On The Fairness Impacts of Hardware Selection in Machine Learning
Sree Harsha Nelaturu, Nishaanth Kanna Ravichandran, Cuong Tran, Sara Hooker, Ferdinando Fioretto
TL;DR
The paper addresses how hardware tooling affects fairness in ML, introducing hardware sensitivity $\Delta(a,m)$ and fairness violation $\xi(D,m)$ to quantify disparities across demographic groups. It develops a theoretical framework where hardware-induced unfairness arises from differences in group gradient flows and group Hessian-based loss landscapes, and validates these insights with extensive experiments across GPUs, datasets, and architectures. A practical mitigation is proposed: augmenting training loss with a term that aligns distance-to-decision-boundary across groups, which substantially reduces fairness violations while preserving overall performance.

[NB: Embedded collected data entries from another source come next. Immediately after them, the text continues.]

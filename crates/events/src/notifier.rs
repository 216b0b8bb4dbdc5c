// Copyright (C) 2026 Fred Clausen
// Use of this source code is governed by an MIT-style
// license that can be found in the LICENSE file or at
// https://opensource.org/licenses/MIT.

use crate::ChangeEvent;
use tokio::sync::broadcast;
use tracing::debug;

/// Maximum number of events to buffer in the broadcast channel.
/// If subscribers cannot keep up, older events will be dropped.
pub const EVENT_BUFFER_SIZE: usize = 100;

/// Publish/subscribe channel for change events.
///
/// This is a lightweight wrapper around `tokio::sync::broadcast`. Publishing
/// never blocks and never fails; events sent while nobody is subscribed are
/// dropped.
#[derive(Debug, Clone)]
pub struct ChangeNotifier {
    /// The broadcast channel sender.
    tx: broadcast::Sender<ChangeEvent>,
}

impl ChangeNotifier {
    /// Creates a new notifier with the default buffer size.
    #[must_use]
    pub fn new() -> Self {
        Self::with_capacity(EVENT_BUFFER_SIZE)
    }

    /// Creates a new notifier buffering up to `capacity` events per subscriber.
    ///
    /// A capacity of zero is raised to one.
    #[must_use]
    pub fn with_capacity(capacity: usize) -> Self {
        let (tx, _rx) = broadcast::channel(capacity.max(1));
        Self { tx }
    }

    /// Publishes an event to all current subscribers.
    pub fn notify(&self, event: &ChangeEvent) {
        match self.tx.send(event.clone()) {
            Ok(count) => {
                debug!(?event, receivers = count, "Published change event");
            }
            Err(_) => {
                debug!(?event, "No subscribers for change event");
            }
        }
    }

    /// Subscribes to the event stream.
    ///
    /// Returns a receiver that will receive all future events.
    /// Events sent before subscription are not received.
    #[must_use]
    pub fn subscribe(&self) -> broadcast::Receiver<ChangeEvent> {
        self.tx.subscribe()
    }

    /// Returns the number of live subscribers.
    #[must_use]
    pub fn subscriber_count(&self) -> usize {
        self.tx.receiver_count()
    }
}

impl Default for ChangeNotifier {
    fn default() -> Self {
        Self::new()
    }
}
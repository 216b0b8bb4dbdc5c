// Copyright (C) 2026 Fred Clausen
// Use of this source code is governed by an MIT-style
// license that can be found in the LICENSE file or at
// https://opensource.org/licenses/MIT.

use doorbook_domain::{CalendarDay, DomainError, SeasonType, WorkerNumber};

/// Errors that can occur during state transitions.
///
/// Every variant leaves the roster untouched.
#[derive(Debug, Clone, PartialEq, Eq)]
pub enum CoreError {
    /// A domain rule was violated.
    DomainViolation(DomainError),
    /// No worker with this number is on the roster.
    WorkerNotFound(WorkerNumber),
    /// A bulk command named no workers.
    EmptySelection,
    /// The worker is not booked for today and has not showed today.
    NotDueToday {
        /// The worker.
        worker_number: WorkerNumber,
        /// The current operating day.
        date: CalendarDay,
    },
    /// The command needs a worker who showed today.
    NotShowedToday {
        /// The worker.
        worker_number: WorkerNumber,
        /// The current operating day.
        date: CalendarDay,
    },
    /// Confirmation calls only apply to workers booked for the next operating day.
    NotBookedForNextDay(WorkerNumber),
    /// Assignment command does not match the season's operating mode.
    WrongAssignmentMode {
        /// The season's type.
        season_type: SeasonType,
        /// What the command tried to assign.
        attempted: &'static str,
    },
    /// Attendance for the day is locked.
    AttendanceFinalized(CalendarDay),
    /// Attendance for the day has not been finalized yet.
    AttendanceNotFinalized(CalendarDay),
    /// Showed workers without an assignment block finalization.
    UnassignedWorkers {
        /// How many showed workers have no assignment.
        count: usize,
    },
}

impl CoreError {
    /// Returns true for errors that name something that does not exist.
    #[must_use]
    pub const fn is_not_found(&self) -> bool {
        matches!(
            self,
            Self::WorkerNotFound(_) | Self::DomainViolation(DomainError::CartNotFound(_))
        )
    }
}

impl std::fmt::Display for CoreError {
    fn fmt(&self, f: &mut std::fmt::Formatter<'_>) -> std::fmt::Result {
        match self {
            Self::DomainViolation(err) => write!(f, "Domain violation: {err}"),
            Self::WorkerNotFound(number) => write!(f, "Worker '{number}' not found"),
            Self::EmptySelection => write!(f, "No workers selected"),
            Self::NotDueToday {
                worker_number,
                date,
            } => write!(f, "Worker '{worker_number}' is not booked for {date}"),
            Self::NotShowedToday {
                worker_number,
                date,
            } => write!(f, "Worker '{worker_number}' has not showed on {date}"),
            Self::NotBookedForNextDay(number) => {
                write!(f, "Worker '{number}' is not booked for the next operating day")
            }
            Self::WrongAssignmentMode {
                season_type,
                attempted,
            } => write!(f, "Cannot assign {attempted} in a {season_type} season"),
            Self::AttendanceFinalized(date) => write!(
                f,
                "Attendance for {date} is finalized; modify attendance first"
            ),
            Self::AttendanceNotFinalized(date) => {
                write!(f, "Attendance for {date} has not been finalized")
            }
            Self::UnassignedWorkers { count } => write!(
                f,
                "{count} showed worker(s) have no route manager or cart assigned"
            ),
        }
    }
}

impl std::error::Error for CoreError {}

impl From<DomainError> for CoreError {
    fn from(err: DomainError) -> Self {
        Self::DomainViolation(err)
    }
}
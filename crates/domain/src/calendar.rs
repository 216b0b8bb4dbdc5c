// Copyright (C) 2026 Fred Clausen
// Use of this source code is governed by an MIT-style
// license that can be found in the LICENSE file or at
// https://opensource.org/licenses/MIT.

//! Calendar-day values.
//!
//! Every date the workforce core compares (booked dates, showed dates,
//! finalization keys, payout history) is a calendar day rendered as
//! `yyyy-MM-dd`. Timestamps never take part in a comparison.

use crate::error::DomainError;
use serde::{Deserialize, Serialize};
use std::str::FromStr;
use time::format_description::BorrowedFormatItem;
use time::macros::format_description;
use time::{Date, Duration, Month};

const DAY_FORMAT: &[BorrowedFormatItem<'static>] = format_description!("[year]-[month]-[day]");

/// A single calendar day with no time-of-day or offset component.
#[derive(Debug, Clone, Copy, PartialEq, Eq, PartialOrd, Ord, Hash, Serialize, Deserialize)]
#[serde(try_from = "String", into = "String")]
pub struct CalendarDay(Date);

impl CalendarDay {
    /// Wraps an existing `time::Date`.
    #[must_use]
    pub const fn new(date: Date) -> Self {
        Self(date)
    }

    /// Builds a day from year, month and day-of-month numbers.
    ///
    /// # Errors
    ///
    /// Returns `DomainError::DateParseError` if the components do not form a
    /// valid calendar date.
    pub fn from_ymd(year: i32, month: u8, day: u8) -> Result<Self, DomainError> {
        let invalid = |error: String| DomainError::DateParseError {
            date_string: format!("{year:04}-{month:02}-{day:02}"),
            error,
        };
        let month: Month = Month::try_from(month).map_err(|e| invalid(e.to_string()))?;
        Date::from_calendar_date(year, month, day)
            .map(Self)
            .map_err(|e| invalid(e.to_string()))
    }

    /// Parses a day from the leading `yyyy-MM-dd` of a longer string.
    ///
    /// Completion dates in booking exports sometimes carry a time suffix;
    /// only the first ten characters are considered.
    ///
    /// # Errors
    ///
    /// Returns `DomainError::DateParseError` if the prefix is not a valid day.
    pub fn parse_prefix(value: &str) -> Result<Self, DomainError> {
        let prefix: &str = value.trim().get(..10).unwrap_or(value);
        prefix.parse()
    }

    /// Returns the underlying `time::Date`.
    #[must_use]
    pub const fn date(&self) -> Date {
        self.0
    }

    /// Returns the following calendar day.
    ///
    /// # Errors
    ///
    /// Returns `DomainError::DateArithmeticOverflow` at the end of the
    /// representable range.
    pub fn next_day(&self) -> Result<Self, DomainError> {
        self.0
            .next_day()
            .map(Self)
            .ok_or_else(|| DomainError::DateArithmeticOverflow {
                operation: format!("advancing past {self}"),
            })
    }

    /// Returns the preceding calendar day.
    ///
    /// # Errors
    ///
    /// Returns `DomainError::DateArithmeticOverflow` at the start of the
    /// representable range.
    pub fn previous_day(&self) -> Result<Self, DomainError> {
        self.0
            .previous_day()
            .map(Self)
            .ok_or_else(|| DomainError::DateArithmeticOverflow {
                operation: format!("stepping back from {self}"),
            })
    }

    /// Returns the day `days` after this one (negative values go back).
    ///
    /// # Errors
    ///
    /// Returns `DomainError::DateArithmeticOverflow` if the result leaves the
    /// representable range.
    pub fn add_days(&self, days: i64) -> Result<Self, DomainError> {
        self.0
            .checked_add(Duration::days(days))
            .map(Self)
            .ok_or_else(|| DomainError::DateArithmeticOverflow {
                operation: format!("adding {days} days to {self}"),
            })
    }
}

impl FromStr for CalendarDay {
    type Err = DomainError;

    fn from_str(s: &str) -> Result<Self, Self::Err> {
        Date::parse(s.trim(), DAY_FORMAT)
            .map(Self)
            .map_err(|e| DomainError::DateParseError {
                date_string: s.to_string(),
                error: e.to_string(),
            })
    }
}

impl std::fmt::Display for CalendarDay {
    fn fmt(&self, f: &mut std::fmt::Formatter<'_>) -> std::fmt::Result {
        write!(
            f,
            "{:04}-{:02}-{:02}",
            self.0.year(),
            u8::from(self.0.month()),
            self.0.day()
        )
    }
}

impl TryFrom<String> for CalendarDay {
    type Error = DomainError;

    fn try_from(value: String) -> Result<Self, Self::Error> {
        value.parse()
    }
}

impl From<CalendarDay> for String {
    fn from(day: CalendarDay) -> Self {
        day.to_string()
    }
}

impl From<Date> for CalendarDay {
    fn from(date: Date) -> Self {
        Self(date)
    }
}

The work highlights that deployment hardware can alter model equity and provides actionable guidelines to evaluate and mitigate these effects, urging careful cross-hardware reporting and robust training strategies for fair ML in heterogeneous hardware environments.
Abstract
In the machine learning ecosystem, hardware selection is often regarded as a mere utility, overshadowed by the spotlight on algorithms and data. This oversight is particularly problematic in contexts like ML-as-a-service platforms, where users often lack control over the hardware used for model deployment. How does the choice of hardware impact generalization properties? This paper investigates the influence of hardware on the delicate balance between model performance and fairness. We demonstrate that hardware choices can exacerbate existing disparities, attributing these discrepancies to variations in gradient flows and loss surfaces across different demographic groups. Through both theoretical and empirical analysis, the paper not only identifies the underlying factors but also proposes an effective strategy for mitigating hardware-induced performance imbalances.